San Cisco singles chronology
| "On the Line" (2020) | "Messages" (2020) | "Alone" (2020) |

= Messages (San Cisco song) =

2020 single by San Cisco

"Messages" is a song by Australian indie pop band San Cisco, released on 10 July 2020 as the second single from their fourth studio album Between You and Me (2020).

==Background and release==
"Messages" was released on 10 July 2020, alongside the announcement of San Cisco's fourth studio album Between You and Me. Lead vocalist Jordi Davieson said of the song in a press release: ""Messages" is a tongue-in-cheek bop about shitty friends. Originally the lyrics were loosely inspired by my frustration with [drummer] Scarlett never replying to my messages, but when we decided the track would be much better with her singing vocals instead, she added in a few of her annoyances about me. It turned into quite a constructive process for our friendship! She still never replies to messages..."

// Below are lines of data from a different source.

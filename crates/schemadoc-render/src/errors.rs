use thiserror::Error;

/// Errors raised while validating configuration or rendering a tag.
#[derive(Debug, Error)]
pub enum RenderError {
    /// Global settings are malformed; fatal at startup.
    #[error("invalid configuration: {0}")]
    ConfigValidation(String),
    /// A tag override names an option that does not exist.
    #[error("unknown option '{key}'")]
    UnknownOption { key: String },
    /// A tag override value cannot be coerced to the option's type.
    #[error("invalid value '{value}' for option '{key}': expected {expected}")]
    TypeCoercion {
        key: String,
        expected: String,
        value: String,
    },
    #[error(transparent)]
    Schema(#[from] schemadoc_core::Error),
    #[error("table '{0}' not found in schema")]
    TableNotFound(String),
    #[error("unsupported sql dialect '{0}'")]
    UnsupportedDialect(String),
    /// The tag text could not be parsed into arguments.
    #[error("invalid tag syntax: {0}")]
    TagSyntax(String),
}

impl RenderError {
    pub(crate) fn coercion(
        key: impl Into<String>,
        expected: impl Into<String>,
        value: impl ToString,
    ) -> Self {
        RenderError::TypeCoercion {
            key: key.into(),
            expected: expected.into(),
            value: value.to_string(),
        }
    }
}

/// Result type for render operations.
pub type Result<T> = std::result::Result<T, RenderError>;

==Composition and lyrics==
Gigwise described the song as having "eighties synth [which] mingles with disco bass and splashy percussion" and "bittersweet" lyrics, whilst music critic Thomas Bleach noted the song as having a "pop aesthetic". The lyrics "explore the annoyances of shitty friendships and highlights the frustrating reality of being left on read."

==Critical reception==
Al Newstead of Triple J labelled the song "another upbeat pop".

Jessie Atkinson of Gigwise described the song as a "bubblegum new cut", further stating "evokes the feeling of going out on the town even when you're feeling a bit down in the dumps."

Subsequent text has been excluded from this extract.